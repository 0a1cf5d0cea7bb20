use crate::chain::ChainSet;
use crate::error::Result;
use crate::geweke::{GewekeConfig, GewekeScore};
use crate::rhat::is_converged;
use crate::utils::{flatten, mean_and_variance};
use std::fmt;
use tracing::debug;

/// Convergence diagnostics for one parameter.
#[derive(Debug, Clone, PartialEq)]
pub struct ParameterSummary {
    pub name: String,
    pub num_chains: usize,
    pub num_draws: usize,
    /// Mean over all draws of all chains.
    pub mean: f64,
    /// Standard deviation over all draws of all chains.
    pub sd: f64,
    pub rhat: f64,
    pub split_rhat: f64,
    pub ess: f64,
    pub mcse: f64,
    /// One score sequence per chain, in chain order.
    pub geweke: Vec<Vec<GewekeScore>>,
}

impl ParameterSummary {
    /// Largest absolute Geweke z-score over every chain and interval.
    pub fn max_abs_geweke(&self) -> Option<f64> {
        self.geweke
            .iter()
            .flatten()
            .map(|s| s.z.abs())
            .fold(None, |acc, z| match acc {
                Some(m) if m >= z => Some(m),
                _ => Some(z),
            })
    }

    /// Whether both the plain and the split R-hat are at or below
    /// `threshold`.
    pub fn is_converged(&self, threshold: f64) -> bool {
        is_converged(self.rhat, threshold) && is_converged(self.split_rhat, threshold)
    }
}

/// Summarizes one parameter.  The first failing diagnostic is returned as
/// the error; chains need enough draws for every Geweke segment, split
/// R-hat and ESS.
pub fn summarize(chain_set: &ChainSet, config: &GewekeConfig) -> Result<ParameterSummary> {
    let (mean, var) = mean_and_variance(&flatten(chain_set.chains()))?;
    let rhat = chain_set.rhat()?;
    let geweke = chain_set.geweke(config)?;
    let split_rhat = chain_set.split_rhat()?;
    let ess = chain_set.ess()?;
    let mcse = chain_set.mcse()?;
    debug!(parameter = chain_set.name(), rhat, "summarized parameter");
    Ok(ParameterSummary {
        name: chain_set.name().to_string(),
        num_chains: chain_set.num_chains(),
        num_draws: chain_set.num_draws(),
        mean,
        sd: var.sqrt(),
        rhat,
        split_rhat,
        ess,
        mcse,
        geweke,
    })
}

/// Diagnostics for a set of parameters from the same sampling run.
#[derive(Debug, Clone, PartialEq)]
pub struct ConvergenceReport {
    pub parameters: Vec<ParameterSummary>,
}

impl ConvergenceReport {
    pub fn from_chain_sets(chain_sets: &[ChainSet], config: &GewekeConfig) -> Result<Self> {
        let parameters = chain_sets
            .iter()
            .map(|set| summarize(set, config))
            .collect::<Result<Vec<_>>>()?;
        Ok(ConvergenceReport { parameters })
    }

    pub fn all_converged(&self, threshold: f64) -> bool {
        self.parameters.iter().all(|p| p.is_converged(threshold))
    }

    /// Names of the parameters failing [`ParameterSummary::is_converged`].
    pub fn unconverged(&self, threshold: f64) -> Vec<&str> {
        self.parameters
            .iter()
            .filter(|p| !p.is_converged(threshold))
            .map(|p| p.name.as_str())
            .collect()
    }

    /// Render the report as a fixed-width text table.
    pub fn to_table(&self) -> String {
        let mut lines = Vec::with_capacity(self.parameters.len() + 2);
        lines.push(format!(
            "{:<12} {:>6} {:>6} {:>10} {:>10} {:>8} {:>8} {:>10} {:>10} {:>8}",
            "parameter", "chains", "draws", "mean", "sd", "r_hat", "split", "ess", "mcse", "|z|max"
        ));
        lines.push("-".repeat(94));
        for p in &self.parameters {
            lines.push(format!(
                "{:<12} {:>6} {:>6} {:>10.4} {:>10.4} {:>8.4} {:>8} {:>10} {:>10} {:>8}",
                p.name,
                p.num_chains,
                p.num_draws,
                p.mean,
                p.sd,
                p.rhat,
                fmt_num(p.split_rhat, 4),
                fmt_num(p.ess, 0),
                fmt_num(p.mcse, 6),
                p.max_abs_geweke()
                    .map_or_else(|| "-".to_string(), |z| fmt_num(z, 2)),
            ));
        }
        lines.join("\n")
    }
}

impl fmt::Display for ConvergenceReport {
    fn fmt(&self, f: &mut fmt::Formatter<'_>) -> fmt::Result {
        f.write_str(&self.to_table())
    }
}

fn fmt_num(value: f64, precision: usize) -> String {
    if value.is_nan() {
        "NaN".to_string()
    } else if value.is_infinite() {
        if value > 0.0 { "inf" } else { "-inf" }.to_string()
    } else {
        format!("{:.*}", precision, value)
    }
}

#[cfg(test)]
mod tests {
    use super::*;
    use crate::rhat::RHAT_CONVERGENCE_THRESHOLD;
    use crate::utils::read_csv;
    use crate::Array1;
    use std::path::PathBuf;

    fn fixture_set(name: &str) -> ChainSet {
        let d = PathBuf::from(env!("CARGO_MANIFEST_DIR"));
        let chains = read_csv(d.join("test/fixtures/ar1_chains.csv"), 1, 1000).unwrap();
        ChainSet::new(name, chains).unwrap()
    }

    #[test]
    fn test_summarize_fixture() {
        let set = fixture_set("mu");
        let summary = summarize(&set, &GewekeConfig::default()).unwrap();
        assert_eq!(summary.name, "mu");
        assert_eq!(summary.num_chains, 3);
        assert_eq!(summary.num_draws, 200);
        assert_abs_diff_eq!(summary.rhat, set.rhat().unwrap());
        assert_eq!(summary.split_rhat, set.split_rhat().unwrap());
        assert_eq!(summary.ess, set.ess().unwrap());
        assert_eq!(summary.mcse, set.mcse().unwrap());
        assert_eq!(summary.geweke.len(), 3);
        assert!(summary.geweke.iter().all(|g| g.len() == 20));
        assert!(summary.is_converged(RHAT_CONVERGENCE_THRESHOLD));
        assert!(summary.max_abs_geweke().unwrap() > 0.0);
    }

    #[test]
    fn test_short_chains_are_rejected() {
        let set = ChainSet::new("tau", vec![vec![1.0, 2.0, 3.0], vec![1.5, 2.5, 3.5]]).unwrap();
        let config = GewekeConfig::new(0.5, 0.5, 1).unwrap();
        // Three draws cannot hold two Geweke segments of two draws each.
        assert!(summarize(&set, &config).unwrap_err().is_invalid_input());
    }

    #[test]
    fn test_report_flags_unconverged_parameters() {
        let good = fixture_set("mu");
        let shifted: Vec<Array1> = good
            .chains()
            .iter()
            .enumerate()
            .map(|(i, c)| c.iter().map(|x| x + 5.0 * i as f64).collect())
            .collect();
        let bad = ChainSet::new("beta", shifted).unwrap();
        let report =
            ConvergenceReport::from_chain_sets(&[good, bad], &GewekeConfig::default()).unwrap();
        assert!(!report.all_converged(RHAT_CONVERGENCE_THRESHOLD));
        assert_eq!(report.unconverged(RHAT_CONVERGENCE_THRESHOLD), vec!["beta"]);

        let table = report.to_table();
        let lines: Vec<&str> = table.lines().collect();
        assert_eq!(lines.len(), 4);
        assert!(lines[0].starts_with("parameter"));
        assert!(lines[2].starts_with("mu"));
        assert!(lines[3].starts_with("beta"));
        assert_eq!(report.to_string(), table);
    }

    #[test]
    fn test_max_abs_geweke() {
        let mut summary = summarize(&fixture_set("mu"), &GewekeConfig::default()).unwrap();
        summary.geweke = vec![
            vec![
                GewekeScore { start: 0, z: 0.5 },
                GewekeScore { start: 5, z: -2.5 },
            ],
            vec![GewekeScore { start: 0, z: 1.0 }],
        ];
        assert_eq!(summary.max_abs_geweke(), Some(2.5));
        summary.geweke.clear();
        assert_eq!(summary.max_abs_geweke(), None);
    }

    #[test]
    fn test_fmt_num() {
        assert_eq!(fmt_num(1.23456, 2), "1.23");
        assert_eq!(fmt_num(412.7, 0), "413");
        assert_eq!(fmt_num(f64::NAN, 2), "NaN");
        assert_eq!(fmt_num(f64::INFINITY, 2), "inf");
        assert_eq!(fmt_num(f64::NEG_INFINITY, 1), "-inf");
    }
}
::::
= What you need to do =
Look for the string "Result" in the entries above. Copy every line that has it.

= Answer area =
use crate::error::Result;
pub fn summarize(chain_set: &ChainSet, config: &GewekeConfig) -> Result<ParameterSummary> {
    pub fn from_chain_sets(chain_sets: &[ChainSet], config: &GewekeConfig) -> Result<Self> {
            .collect::<Result<Vec<_>>>()?;
    fn fmt(&self, f: &mut fmt::Formatter<'_>) -> fmt::Result {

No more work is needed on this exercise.